Tex Willer, che ha più o meno una quarantina d’anni, tiene banco con la sua storia nelle edicole da oltre 67 anni ed ormai è un icona, un piccolo grande maestro il cui pensiero ha attraversato le generazioni di questa nostra distratta Italia quasi immutato.
Assomiglia al “Grinta” di Jhon Wayne ma ha una grandezza ed un umanità inarrivabili. E’ un “bianco” ma non un Texano razzista, un ranger che si batte per la legge dello Stato ma anche orgogliosamente a capo di una tribù di pelle rossa e spesso ricopre il ruolo di grande mediatore sia tra le tribù che con il governo. Rivoluzionario e reazionario allo stesso tempo, è dotato di una personalità gigantesca, un uomo profondamente radicato nel mondo che lo circonda, pronto tanto alla pace quanto allo scontro.
La legge è al di sopra di tutto ma al di sotto di ciò che lui considera giustizia, la legge è la regola ma, caricandosi il peso delle proprie responsabilità, ci si può spingere oltre. Ogni uomo è padrone del proprio destino e decide la propria strada, a qualunque costo e pagando il prezzo pieno delle proprie azioni.
Questo sconvolge di Tex: è il più pacifico ammazzasette in circolazione eppure rimane sempre e comunque una persona universalmente considerata buona o quanto meno giusta. E’ vero, lui uccide simbolicamente idee più che persone vere ma il suo approccio, anche quando moderato, è limpidamente diretto ed accettato. Questo perchè la sua figura si muove in un mondo violento, in rapido cambiamente e lui, sebbene mai malinconico o affranto, emerge da un passato di sofferenza e tragedia affrontando il proprio presente con la decisione di chi può solo andare avanti.

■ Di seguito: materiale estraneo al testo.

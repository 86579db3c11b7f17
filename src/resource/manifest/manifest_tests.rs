use super::*;
use std::io::Write;

const SAMPLE: &str = r#"{
  "storages": [
    { "uid": 1, "name": "fileadmin", "public_base_url": "https://example.org/fileadmin" },
    { "uid": 2, "name": "archive", "config": { "indexable": false } }
  ],
  "files": [
    { "storage": 1, "identifier": "/images/logo.png", "contents": "PNG", "mime_type": "image/png",
      "indexed": true, "metadata": { "alternative": "Company logo" } },
    { "storage": 1, "identifier": "/docs/readme.txt", "contents": "read me", "mime_type": "text/plain" },
    { "storage": 1, "identifier": "/docs/gone.txt", "contents": "", "missing": true },
    { "storage": 2, "identifier": "/old.bin", "contents": "xx" }
  ]
}"#;

#[test]
fn manifest_file_round_trip_through_disk() {
    let mut tmp = tempfile::NamedTempFile::new().unwrap();
    tmp.write_all(SAMPLE.as_bytes()).unwrap();
    let manifest = Manifest::from_path(tmp.path()).unwrap();
    assert_eq!(manifest.storages.len(), 2);
    assert_eq!(manifest.files.len(), 4);
    assert_eq!(manifest.storages[1].config.indexable, Some(false));
}

#[test]
fn unreadable_manifest_reports_path() {
    let dir = tempfile::tempdir().unwrap();
    let path = dir.path().join("absent.json");
    let err = Manifest::from_path(&path).unwrap_err();
    assert!(format!("{err:#}").contains("absent.json"));
}

#[test]
fn load_builds_records_per_file() {
    let manifest: Manifest = serde_json::from_str(SAMPLE).unwrap();
    let loaded = load_manifest(&manifest, GlobalResourceConfig::default()).unwrap();
    assert_eq!(loaded.files.len(), 4);

    let logo = &loaded.files[0];
    assert!(logo.is_indexed().unwrap());
    assert_eq!(logo.property("alternative").unwrap(), Some(json!("Company logo")));
    assert_eq!(logo.public_url(false).unwrap().as_deref(), Some("https://example.org/fileadmin/images/logo.png"));

    let readme = &loaded.files[1];
    assert_eq!(readme.index_state(), crate::resource::types::IndexState::Unknown);
    assert_eq!(readme.size().unwrap(), 7);
    assert!(readme.is_indexed().unwrap());

    let gone = &loaded.files[2];
    assert!(gone.is_missing().unwrap());
    assert_eq!(gone.public_url(false).unwrap(), None);

    let archived = &loaded.files[3];
    assert!(!archived.is_indexable());
    assert!(!archived.is_indexed().unwrap());
}

#[test]
fn unknown_storage_is_rejected() {
    let manifest: Manifest = serde_json::from_value(json!({
        "storages": [],
        "files": [{ "storage": 5, "identifier": "/a.txt" }]
    }))
    .unwrap();
    let err = load_manifest(&manifest, GlobalResourceConfig::default()).err().unwrap();
    assert!(err.to_string().contains("unknown storage 5"));
}

#[test]
fn decomposed_identifiers_are_loaded_in_nfc() {
    let manifest: Manifest = serde_json::from_value(json!({
        "storages": [{ "uid": 1, "name": "fileadmin" }],
        "files": [{ "storage": 1, "identifier": "/Cafe\u{0301}.txt", "contents": "menu", "indexed": true }]
    }))
    .unwrap();
    let loaded = load_manifest(&manifest, GlobalResourceConfig::default()).unwrap();
    let cafe = &loaded.files[0];
    assert_eq!(cafe.index_state(), crate::resource::types::IndexState::Indexed);
    assert_eq!(cafe.identifier(), "/Caf\u{00e9}.txt");
    assert_eq!(cafe.size().unwrap(), 4);
    assert_eq!(cafe.to_array().unwrap().get("name"), Some(&json!("Caf\u{00e9}.txt")));
}
//! File abstraction layer: file records, their collaborators and in-memory backends.

pub mod paths;
pub mod config;
pub mod kv;
pub mod types;
pub mod collaborators;
pub mod file;
pub mod factory;
pub mod memory;
pub mod manifest;

// Re-export common types
pub use config::{GlobalResourceConfig, StorageConfig, EffectiveConfig};
pub use paths::{normalize_nfc, validate_identifier, name_from_identifier, extension_of};
pub use kv::{Keys, combined_identifier, checksum_for};
pub use types::{Properties, IndexState, FileAction, FileType, ProcessedFile, int_of};
pub use collaborators::{Storage, IndexRepository, MetaDataRepository, Indexer, StorageFactory};
pub use file::FileRecord;
pub use factory::{ResourceServices, ResourceFactory};
pub use memory::{MemoryIndexRepository, MemoryMetaDataRepository, MemoryIndexer, MemoryStorage, MemoryStorageRegistry};
pub use manifest::{Manifest, ManifestStorage, ManifestFile, LoadedManifest, load_manifest};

Tex ha perso la moglie, ha perso il padre, ha perso il fratello. Sebbene poco noto prima di diventare un ranger aveva abbandonato il ranch di famiglia litigando con il fratello, si arrabbattava come poteva e, prima di sposare l’amata indiana che diede alla luce suo figlio, era spesso ricercato come fuorilegge per essersi fatto giustizia da solo. Tex non ha una casa, non ha più radici se non quelle forti con il villaggio che lo considera capo. Passa la vita come un vagabondo battendosi per la propria patria, il governo, e la propria nazione, quella Navajo.
Eppure non è uno di quegli eroi moderni, decadenti, distrutti dalla sofferenza, sconfitti dalla vita e quindi pronti ad immolarsi per la causa nella scena finale solo per sentirsi accettati. Tex ride, si fa un paio di birre, si fuma una sigaretta dopo una bella bistecca ed è pronto a sifdare nuovamente le fiamme dell’Inferno. Questa è la grandezza assoluta di Tex: lui è convinto ancora di poter vincere, di poter far trionfare i suoi ideali.
Eppure noi sappiamo come diverrà l’America, che fine faranno i pelle rossa e quanto lontano dall’imminario del “ranger” diverrà il mondo ma nonostante questo ancora crediamo in Tex, forse meno illusi, ma è impossibile non voler bene a quel “Satanasso”. Forse il mondo avrebbe potuto essere diverso se Tex fosse esistito, se una squadra di amici, i Pards, si fosse battuta per la cosa giusta. Chissà.
Quello che è certo è che Tex, sebbene nato in Texas, pensa all’italiana e la sua morale, la sua etica e la sua visione del mondo sono radicate nella nostra. Gli americani hanno il “Grinta” ma le differenze sono notevoli!!
Un altra figura del Far West che mi ha sempre affascianto e che purtroppo oggi è spesso dimenticata è Jack Crabb, il fantastico personaggio interpretato da Dustin Hoffman in {it:Piccolo_grande_uomo|”Piccolo Grande Uomo”}, un film che andrebbe visto molto più spesso. Hoka Hey! Oggi è un buon giorno per morire!